出発の地
ギロリと睨むリュウ様に怒りをとても感じる。
父上ってアデル様のことですよね。
アデル様に乗ったって?
「レイがこうなったのはお前が俺の秘密を聞かせたからだろう。」
「あっ、あれ。」
「それはそうだけど。別に俺は聞かせただけだから。アデル様に頼まれたのはそれぐらいだし。レイちゃん自身だって知りたがってたからね。無理矢理にはしてないよ。」
「あっ、そうですね。私が知りたがってたし。」
「レイは、少し黙っていてくれ。」
えーー。
私の事っぽいのに、黙っておかなくちゃいけないの?
いやでも、滅茶苦茶リュウ様怒ってますし、黙っておきましょうか。
しかし、あれはアデル様の指示だったとは。
いえ、ゴウ様が何故あの場所にいけたのだろうかって疑問には思っていたのよね。
でも、あれがアデル様の指示ならその疑問も解決する。
「俺は、俺たちはレイを巻き込むつもりは一切無かったのに。」
「でも、そのままだったら、今の希望は無かっただろう?」
「俺の希望の為にレイが辛い思いするなんて、そんなことを望むわけがないだろう!それをお前は!」
「なら、そのままにしとけと?親友が死に行くのを静かに見ておけと?悪いが、俺は親友が生きていける未来があるなら、異世界から来た娘だろうと容赦なく巻き込むよ。」
「お前!!」
リュウ様がゴウ様に掴みかかっている様子を静かに眺めながらも考える。
まぁ、そうだよね。
見ず知らずの異世界から来た娘と幼い頃からの親友を比べることなどまずなく、その娘が上手くいけば親友が死ななくても良いかもしれないと言われれば、そりゃあ、しますよね。
私だってそうする。
私が1人納得していれば、その感情を読み取ったリュウ様がこちらをみる。
さっきまで掴みかかっていたゴウ様を離し、ゴウ様はその場で尻もちついている。
「レイ、何故、そんなに落ち着いているんだ!?君はアイツらの計画にハマってしまっていたんだぞ。

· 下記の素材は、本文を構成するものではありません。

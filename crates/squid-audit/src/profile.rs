//! Access-pattern profiles
//!
//! A profile buckets an identity's entries by module, hour of day and action
//! namespace. Anomaly detection compares the trailing window against the
//! profile of everything before it.

use crate::error::AuditError;
use crate::service::AuditService;
use serde::{Deserialize, Serialize};
use squid_core::{AuditEntry, IdentityId, PhysicalTime};
use std::collections::BTreeMap;

/// Usage profile of one identity.
#[derive(Debug, Clone, PartialEq, Eq, Serialize, Deserialize)]
#[serde(rename_all = "camelCase")]
pub struct AccessProfile {
    /// Profiled identity
    pub identity_id: IdentityId,
    /// Number of entries profiled
    pub total: u64,
    /// Entries per recorded module
    pub by_module: BTreeMap<String, u64>,
    /// Entries per UTC hour of day
    pub by_hour: [u64; 24],
    /// Entries per action namespace
    pub by_action_namespace: BTreeMap<String, u64>,
    /// Oldest profiled entry
    pub first_seen: Option<PhysicalTime>,
    /// Newest profiled entry
    pub last_seen: Option<PhysicalTime>,
}

impl AccessProfile {
    /// Profile built from `entries`.
    pub fn from_entries<'a>(
        identity_id: IdentityId,
        entries: impl IntoIterator<Item = &'a AuditEntry>,
    ) -> Self {
        let mut profile = Self {
            identity_id,
            total: 0,
            by_module: BTreeMap::new(),
            by_hour: [0; 24],
            by_action_namespace: BTreeMap::new(),
            first_seen: None,
            last_seen: None,
        };
        for entry in entries {
            profile.total += 1;
            if let Some(module) = entry.module() {
                *profile.by_module.entry(module.to_string()).or_default() += 1;
            }
            profile.by_hour[usize::from(entry.timestamp.hour_of_day())] += 1;
            *profile
                .by_action_namespace
                .entry(entry.action_namespace().to_string())
                .or_default() += 1;
            profile.first_seen = Some(
                profile
                    .first_seen
                    .map_or(entry.timestamp, |t| t.min(entry.timestamp)),
            );
            profile.last_seen = Some(
                profile
                    .last_seen
                    .map_or(entry.timestamp, |t| t.max(entry.timestamp)),
            );
        }
        profile
    }

    /// Share of profiled entries that targeted `module`.
    pub fn module_share(&self, module: &str) -> f64 {
        if self.total == 0 {
            return 0.0;
        }
        self.by_module.get(module).copied().unwrap_or(0) as f64 / self.total as f64
    }

    /// Share of profiled entries recorded during `hour`.
    pub fn hour_share(&self, hour: u8) -> f64 {
        if self.total == 0 {
            return 0.0;
        }
        self.by_hour
            .get(usize::from(hour))
            .copied()
            .unwrap_or(0) as f64
            / self.total as f64
    }

    /// Milliseconds between the first and last profiled entry.
    pub fn span_ms(&self) -> u64 {
        match (self.first_seen, self.last_seen) {
            (Some(first), Some(last)) => last.millis_since(first),
            _ => 0,
        }
    }

    /// Most frequently used module, ties broken by name.
    pub fn dominant_module(&self) -> Option<&str> {
        self.by_module
            .iter()
            .max_by(|a, b| a.1.cmp(b.1).then_with(|| b.0.cmp(a.0)))
            .map(|(m, _)| m.as_str())
    }
}

impl AuditService {
    /// Bucket every retained entry of `identity_id` by module, hour and namespace.
    pub async fn analyze_access_patterns(
        &self,
        identity_id: &IdentityId,
    ) -> Result<AccessProfile, AuditError> {
        let entries = self.entries(identity_id).await?;
        Ok(AccessProfile::from_entries(identity_id.clone(), &entries))
    }
}

#[cfg(test)]
mod tests {
    use super::*;
    use squid_core::audit::META_MODULE;
    use squid_core::time::HOUR_MS;
    use squid_core::{AuditEntryId, AuditOutcome};

    fn entry(action: &str, module: Option<&str>, ts: u64) -> AuditEntry {
        let mut metadata = serde_json::Map::new();
        if let Some(m) = module {
            metadata.insert(META_MODULE.into(), m.into());
        }
        AuditEntry {
            id: AuditEntryId::new(),
            identity_id: IdentityId::new("did:squid:a"),
            sequence: 0,
            action: action.into(),
            timestamp: PhysicalTime::from_millis(ts),
            outcome: AuditOutcome::Allowed,
            metadata,
            correlation_id: None,
            signature: None,
        }
    }

    #[test]
    fn buckets_by_module_hour_and_namespace() {
        let entries = vec![
            entry("message.send", Some("qmail"), 9 * HOUR_MS),
            entry("message.read", Some("qmail"), 9 * HOUR_MS + 10),
            entry("financial.transfer", Some("qwallet"), 14 * HOUR_MS),
            entry("login", None, 14 * HOUR_MS + 5),
        ];
        let profile = AccessProfile::from_entries(IdentityId::new("did:squid:a"), &entries);

        assert_eq!(profile.total, 4);
        assert_eq!(profile.by_module["qmail"], 2);
        assert_eq!(profile.by_hour[9], 2);
        assert_eq!(profile.by_hour[14], 2);
        assert_eq!(profile.by_action_namespace["message"], 2);
        assert_eq!(profile.by_action_namespace["login"], 1);
        assert_eq!(profile.dominant_module(), Some("qmail"));
        assert!((profile.module_share("qwallet") - 0.25).abs() < f64::EPSILON);
        assert_eq!(profile.span_ms(), 5 * HOUR_MS + 5);
    }

    #[test]
    fn empty_profile_has_zero_shares() {
        let profile = AccessProfile::from_entries(IdentityId::new("did:squid:a"), &[]);
        assert_eq!(profile.module_share("qmail"), 0.0);
        assert_eq!(profile.hour_share(3), 0.0);
        assert_eq!(profile.first_seen, None);
        assert_eq!(profile.dominant_module(), None);
    }
}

」
「えっ、そんな。別にハマったってほどでもないですし。それに、私、知らないままってのは嫌だったので、遅かれ早かれ知っていたとは思いますし、結局、覚醒の鍵はアデル様が持っていたのだから、私さえが望めば誰も止められないし、逆に私が拒めばアデル様もそこまで無茶をしなかったでしょう。無茶をする気ならばまず、こんな面倒臭い計画を立てることも無く、私に無理やり飲ませばいい訳ですし。」
「そんなこと!」
「それをせずにいたのは、アデル様がお優しいからですし、ゴウ様もただ、知りたがってた私の手助けをしただけ。リュウ様が怒ることは一切ないんですよ。」
そう、リュウ様が怒ることは一切ない。
寧ろ、私は感謝しているぐらいだし。
知るための手間がはぶけたのだから。
一応当事者の私が一切怒ってないのに、部外者なリュウ様が怒るのは筋違いだと思うのですけども。
そう思ってリュウ様をみれば、ため息をつかれた。